Dosage and Administration Protocols

The V934/V935 regimen follows a specific “prime-boost” schedule established in Phase I dose-escalation trials.

Clinical Efficacy and Research Results

Data from the 2024–2026 clinical landscape highlights the vaccine’s ability to generate high levels of immune activity.

• Immune Response Rate: In Phase I studies, approximately 90% of patients successfully developed a measurable hTERT-specific T-cell response after the full prime-boost regimen.
• T-cell Durability: The “heterologous” nature of the vaccine (using two different platforms) resulted in T-cell responses that lasted significantly longer than those generated by DNA or viral vaccines alone.
• Disease Stabilization: In a study of 40 patients with advanced solid tumors, a subset of patients achieved Stable Disease (SD) for over 6 months, which is encouraging for an early-phase trial in heavily pre-treated individuals.
• Synergy with Checkpoint Inhibitors: Modern trials are combining V934/V935 with anti-PD-1 drugs (like Pembrolizumab). Early data suggests the vaccine “primes” the tumor, making it more visible to the PD-1 drug.

Safety Profile and Side Effects

V934/V935 is generally well-tolerated, with side effects primarily reflecting the activation of the immune system.

Common Side Effects (>30%):

• Injection Site Reactions: Redness, swelling, and soreness at the site of the IM injection.
• Flu-like Symptoms: Mild fever, chills, and muscle aches (myalgia) following the V935 adenoviral boost.
• Fatigue: A temporary sense of tiredness as the immune system works to expand T-cell populations.
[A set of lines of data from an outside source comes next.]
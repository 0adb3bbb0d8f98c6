/// Meeting cancellation route.
mod cancel;

/// Meeting completion route.
mod complete;

/// Meeting scheduling route.
mod create;

/// Meeting details route.
mod details;

/// Team meeting listing route.
mod team;

use std::sync::Arc;

use axum::{
    routing::{get, post},
    Router,
};
use db::{meeting, DatabaseConnection};
use serde::Serialize;

/// Create a router that provides meeting scheduling and lifecycle routes.
pub(crate) fn routes() -> Router<Arc<DatabaseConnection>> {
    Router::new()
        .route("/", post(create::create))
        .route("/team/:id", get(team::team_meetings))
        .route("/:id", get(details::details))
        .route("/:id/complete", post(complete::complete))
        .route("/:id/cancel", post(cancel::cancel))
}

/// Serializable meeting information.
///
/// Timestamps are serialized as Unix seconds.
#[derive(Serialize)]
pub(super) struct MeetingData {
    pub id: i64,
    pub title: String,
    pub description: Option<String>,
    pub scheduled_at: i64,
    pub status: meeting::Status,
    pub feedback: Option<String>,
    pub team_id: i64,
    pub professor_id: Option<i64>,
    pub mentor_id: Option<i64>,
}

impl From<meeting::Model> for MeetingData {
    fn from(model: meeting::Model) -> Self {
        MeetingData {
            id: model.id,
            title: model.title,
            description: model.description,
            scheduled_at: model.scheduled_at.assume_utc().unix_timestamp(),
            status: model.status,
            feedback: model.feedback,
            team_id: model.team_id,
            professor_id: model.professor_id,
            mentor_id: model.mentor_id,
        }
    }
}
Serious Risks and Monitoring:

• Autoimmunity: Because some normal stem cells (like those in the hair follicles and gut lining) express very low levels of telomerase, doctors monitor for signs of autoimmune attack. However, no serious Grade 3/4 autoimmune events have been consistently reported in trials.
• Pre-existing Immunity: Some patients have existing antibodies to Adenovirus Type 6 (from common colds), which can occasionally reduce the “boost” effect of V935.

Research Areas

In the fields of Stem Cell and Regenerative Medicine, V934/V935 is being used to study “Immune-Mediated Stem Cell Sparing.” Researchers are investigating how the immune system distinguishes between the high levels of hTERT in Cancer Stem Cells and the lower levels found in healthy Hematopoietic Stem Cells. This “therapeutic window” is vital for ensuring that cancer vaccines can eliminate the “seeds” of a tumor without damaging the body’s ability to repair itself.
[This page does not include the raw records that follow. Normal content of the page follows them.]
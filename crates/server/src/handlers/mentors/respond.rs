use std::sync::Arc;

use axum::{
    extract::{Path, State},
    http::StatusCode,
    Json,
};
use axum_derive_error::ErrorResponse;
use db::{
    senior_mentor_request, team, ActiveModelTrait, ActiveValue, DatabaseConnection, DbErr,
    EntityTrait, TransactionErrorExt, TransactionTrait,
};
use derive_more::{Display, Error, From};
use serde::Deserialize;
use validator::Validate;

use super::RequestData;
use crate::validation::ValidatedJson;

/// Errors that may occur while responding to a senior mentorship request.
#[derive(ErrorResponse, Display, From, Error)]
pub(super) enum RespondError {
    /// Database-related error.
    DatabaseError(DbErr),

    #[status(StatusCode::BAD_REQUEST)]
    #[display(fmt = "Invalid status")]
    InvalidStatus,

    #[status(StatusCode::NOT_FOUND)]
    #[display(fmt = "Request not found")]
    RequestNotFound,

    #[status(StatusCode::BAD_REQUEST)]
    #[display(fmt = "Request has already been responded to")]
    AlreadyResponded,

    #[status(StatusCode::NOT_FOUND)]
    #[display(fmt = "Team not found")]
    TeamNotFound,

    #[status(StatusCode::BAD_REQUEST)]
    #[display(fmt = "Team already has a senior mentor")]
    TeamHasMentor,
}

#[derive(Deserialize, Validate)]
pub(super) struct RespondRequest {
    status: senior_mentor_request::RequestStatus,
}

/// Senior mentorship request response handler.
///
/// Unlike professors, mentors have no team ceiling, so acceptance
/// only links the mentor to the requesting team.
pub(super) async fn respond(
    State(db): State<Arc<DatabaseConnection>>,
    Path(request_id): Path<i64>,
    ValidatedJson(request): ValidatedJson<RespondRequest>,
) -> Result<Json<RequestData>, RespondError> {
    if request.status == senior_mentor_request::RequestStatus::Pending {
        return Err(RespondError::InvalidStatus);
    }

    let model = db
        .transaction(|txn| {
            Box::pin(async move {
                let model = senior_mentor_request::Entity::find_by_id(request_id)
                    .one(txn)
                    .await?
                    .ok_or(RespondError::RequestNotFound)?;

                if model.status != senior_mentor_request::RequestStatus::Pending {
                    return Err(RespondError::AlreadyResponded);
                }

                if request.status == senior_mentor_request::RequestStatus::Accepted {
                    // Another mentor may have accepted a parallel request
                    // since this one was sent.
                    let requesting_team = team::Entity::find_by_id(model.team_id)
                        .one(txn)
                        .await?
                        .ok_or(RespondError::TeamNotFound)?;

                    if requesting_team.senior_mentor_id.is_some() {
                        return Err(RespondError::TeamHasMentor);
                    }

                    team::ActiveModel {
                        id: ActiveValue::Unchanged(requesting_team.id),
                        senior_mentor_id: ActiveValue::Set(Some(model.mentor_id)),
                        ..Default::default()
                    }
                    .update(txn)
                    .await?;
                }

                let mut active: senior_mentor_request::ActiveModel = model.into();
                active.status = ActiveValue::Set(request.status);

                Ok(active.update(txn).await?)
            })
        })
        .await
        .into_raw_result()?;

    Ok(Json(model.into()))
}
Patient Management and Practical Recommendations

Pre-treatment Tests:

• hTERT Confirmation: While most cancers are positive, some trials require a biopsy to confirm hTERT expression.
• Baseline Blood Counts: To monitor for any changes in white blood cell or platelet levels during the intensive priming phase.
• Adenovirus Titer: A blood test to see if the patient has high levels of pre-existing antibodies to the Ad6 vector.

Precautions:

• Timing is Key: The 2-week gap between priming doses and the 6-week gap before the boost are scientifically calculated. Patients must strictly adhere to the schedule.
• Steroid Use: Patients should avoid high-dose corticosteroids, as they can suppress the T-cell growth that V934/V935 is trying to stimulate.

“Do’s and Don’ts” List:

• DO expect some “shaking chills” after the V935 viral boost; this is a sign the “relay” is working.
• DO use over-the-counter pain relievers (like acetaminophen) for mild fevers as directed by your study doctor.
• DON’T apply topical steroid creams to the injection site, as this can dampen the local immune signal.
• DON’T miss the boosting phase; the DNA priming alone is rarely enough to create a lasting clinical response.

Legal Disclaimer

The information provided is for educational and informational purposes only and does not constitute medical advice. hTERT vaccine V934/V935 is an investigational agent and is not currently approved by the US FDA for any indication. Access is limited exclusively to registered clinical trials. Always consult with a qualified oncologist regarding your specific diagnosis and eligibility for participation in research.